(Saved data entries)
++++

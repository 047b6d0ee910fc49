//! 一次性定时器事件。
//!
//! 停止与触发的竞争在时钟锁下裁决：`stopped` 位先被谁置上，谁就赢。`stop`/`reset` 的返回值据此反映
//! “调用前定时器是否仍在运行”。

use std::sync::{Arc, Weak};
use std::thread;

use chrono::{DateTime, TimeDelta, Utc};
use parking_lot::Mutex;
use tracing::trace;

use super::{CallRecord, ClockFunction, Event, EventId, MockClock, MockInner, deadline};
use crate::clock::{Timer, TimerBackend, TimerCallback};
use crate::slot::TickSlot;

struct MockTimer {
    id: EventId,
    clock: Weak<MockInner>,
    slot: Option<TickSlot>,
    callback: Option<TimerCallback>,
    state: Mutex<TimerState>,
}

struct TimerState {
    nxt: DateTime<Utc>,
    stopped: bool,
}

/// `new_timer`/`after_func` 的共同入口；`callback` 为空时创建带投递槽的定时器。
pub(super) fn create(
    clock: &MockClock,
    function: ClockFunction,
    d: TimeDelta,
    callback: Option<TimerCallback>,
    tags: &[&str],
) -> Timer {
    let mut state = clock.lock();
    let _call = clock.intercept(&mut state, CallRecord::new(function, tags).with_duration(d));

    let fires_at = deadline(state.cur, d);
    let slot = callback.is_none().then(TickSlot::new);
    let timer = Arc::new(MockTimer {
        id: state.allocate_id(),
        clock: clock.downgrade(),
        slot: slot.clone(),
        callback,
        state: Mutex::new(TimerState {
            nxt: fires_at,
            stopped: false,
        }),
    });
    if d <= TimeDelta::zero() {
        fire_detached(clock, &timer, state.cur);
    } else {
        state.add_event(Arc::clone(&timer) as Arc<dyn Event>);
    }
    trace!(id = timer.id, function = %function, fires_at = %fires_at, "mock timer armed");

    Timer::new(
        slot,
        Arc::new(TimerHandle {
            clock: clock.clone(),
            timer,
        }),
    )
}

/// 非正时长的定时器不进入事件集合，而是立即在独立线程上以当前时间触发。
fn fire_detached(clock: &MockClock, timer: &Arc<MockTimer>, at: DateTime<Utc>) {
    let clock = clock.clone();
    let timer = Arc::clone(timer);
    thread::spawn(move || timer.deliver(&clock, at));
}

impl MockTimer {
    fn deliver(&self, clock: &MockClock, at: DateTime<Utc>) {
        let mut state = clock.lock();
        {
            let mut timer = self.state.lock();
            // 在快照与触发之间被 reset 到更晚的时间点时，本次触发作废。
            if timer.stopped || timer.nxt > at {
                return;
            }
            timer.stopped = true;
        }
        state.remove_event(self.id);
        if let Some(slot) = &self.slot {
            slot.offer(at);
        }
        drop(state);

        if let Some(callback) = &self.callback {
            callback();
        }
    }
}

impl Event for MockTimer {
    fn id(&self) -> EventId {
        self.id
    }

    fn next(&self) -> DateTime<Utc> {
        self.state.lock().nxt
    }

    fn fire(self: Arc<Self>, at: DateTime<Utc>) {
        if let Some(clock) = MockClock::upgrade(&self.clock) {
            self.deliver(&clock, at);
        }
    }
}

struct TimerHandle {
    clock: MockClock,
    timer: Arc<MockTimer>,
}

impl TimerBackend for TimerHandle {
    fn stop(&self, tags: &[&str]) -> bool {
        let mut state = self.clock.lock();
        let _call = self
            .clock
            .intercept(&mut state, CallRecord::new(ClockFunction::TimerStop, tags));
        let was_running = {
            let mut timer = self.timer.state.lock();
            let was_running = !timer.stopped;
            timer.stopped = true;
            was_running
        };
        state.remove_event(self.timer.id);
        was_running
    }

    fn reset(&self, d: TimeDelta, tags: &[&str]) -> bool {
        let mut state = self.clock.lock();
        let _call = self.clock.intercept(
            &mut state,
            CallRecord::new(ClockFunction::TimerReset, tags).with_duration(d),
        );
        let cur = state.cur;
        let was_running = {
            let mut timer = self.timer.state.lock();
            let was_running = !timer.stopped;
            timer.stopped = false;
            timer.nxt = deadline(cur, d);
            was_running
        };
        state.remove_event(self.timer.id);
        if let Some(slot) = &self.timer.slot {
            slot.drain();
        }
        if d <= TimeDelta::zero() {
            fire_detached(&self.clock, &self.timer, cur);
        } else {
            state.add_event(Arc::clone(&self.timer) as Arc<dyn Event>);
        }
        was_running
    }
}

++++

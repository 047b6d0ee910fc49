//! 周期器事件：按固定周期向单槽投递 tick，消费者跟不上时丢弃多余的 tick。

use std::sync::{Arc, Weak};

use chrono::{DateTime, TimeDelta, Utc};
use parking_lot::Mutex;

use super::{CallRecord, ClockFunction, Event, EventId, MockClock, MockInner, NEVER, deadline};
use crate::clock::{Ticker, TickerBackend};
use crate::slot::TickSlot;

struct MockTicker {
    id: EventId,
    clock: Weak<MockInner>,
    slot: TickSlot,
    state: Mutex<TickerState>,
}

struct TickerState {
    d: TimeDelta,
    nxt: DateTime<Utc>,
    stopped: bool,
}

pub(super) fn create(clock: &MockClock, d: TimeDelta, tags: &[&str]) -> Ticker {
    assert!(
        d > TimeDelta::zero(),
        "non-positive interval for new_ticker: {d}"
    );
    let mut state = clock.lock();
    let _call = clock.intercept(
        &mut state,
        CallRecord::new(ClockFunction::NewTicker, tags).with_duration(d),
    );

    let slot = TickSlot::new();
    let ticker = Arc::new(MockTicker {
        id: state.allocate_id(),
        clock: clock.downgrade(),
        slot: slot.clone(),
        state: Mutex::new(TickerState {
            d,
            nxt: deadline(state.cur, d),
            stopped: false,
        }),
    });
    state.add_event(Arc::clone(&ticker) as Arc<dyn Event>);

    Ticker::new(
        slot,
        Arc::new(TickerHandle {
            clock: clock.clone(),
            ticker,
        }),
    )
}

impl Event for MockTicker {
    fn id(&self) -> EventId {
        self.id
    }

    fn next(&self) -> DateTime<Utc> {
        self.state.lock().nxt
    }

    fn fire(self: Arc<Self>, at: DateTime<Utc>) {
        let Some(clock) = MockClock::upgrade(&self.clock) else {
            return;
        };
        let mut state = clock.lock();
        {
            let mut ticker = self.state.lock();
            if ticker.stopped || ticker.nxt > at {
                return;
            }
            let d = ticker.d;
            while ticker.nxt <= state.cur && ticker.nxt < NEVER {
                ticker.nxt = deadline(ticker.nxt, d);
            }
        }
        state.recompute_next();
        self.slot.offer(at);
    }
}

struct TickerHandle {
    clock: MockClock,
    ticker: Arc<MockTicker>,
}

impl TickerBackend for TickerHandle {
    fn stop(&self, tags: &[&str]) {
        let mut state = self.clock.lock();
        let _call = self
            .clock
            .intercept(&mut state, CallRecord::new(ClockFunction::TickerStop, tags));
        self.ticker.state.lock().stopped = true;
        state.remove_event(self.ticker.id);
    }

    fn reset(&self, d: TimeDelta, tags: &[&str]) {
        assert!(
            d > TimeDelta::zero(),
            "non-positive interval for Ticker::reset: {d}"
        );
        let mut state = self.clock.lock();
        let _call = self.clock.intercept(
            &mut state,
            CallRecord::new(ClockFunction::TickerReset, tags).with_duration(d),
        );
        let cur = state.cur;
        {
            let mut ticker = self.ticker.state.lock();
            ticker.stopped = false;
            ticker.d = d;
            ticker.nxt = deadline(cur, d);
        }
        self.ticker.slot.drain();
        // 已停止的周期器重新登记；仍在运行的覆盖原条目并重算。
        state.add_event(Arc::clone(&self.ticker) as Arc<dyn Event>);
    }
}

++++

### WHAT THE TASK REQUIRES
Where does "clone" occur in the data? Copy each line that has it.

### YOUR SOLUTION
        slot: slot.clone(),
        state.add_event(Arc::clone(&timer) as Arc<dyn Event>);
            clock: clock.clone(),
    let clock = clock.clone();
    let timer = Arc::clone(timer);
            state.add_event(Arc::clone(&self.timer) as Arc<dyn Event>);
        slot: slot.clone(),
    state.add_event(Arc::clone(&ticker) as Arc<dyn Event>);
            clock: clock.clone(),
        state.add_event(Arc::clone(&self.ticker) as Arc<dyn Event>);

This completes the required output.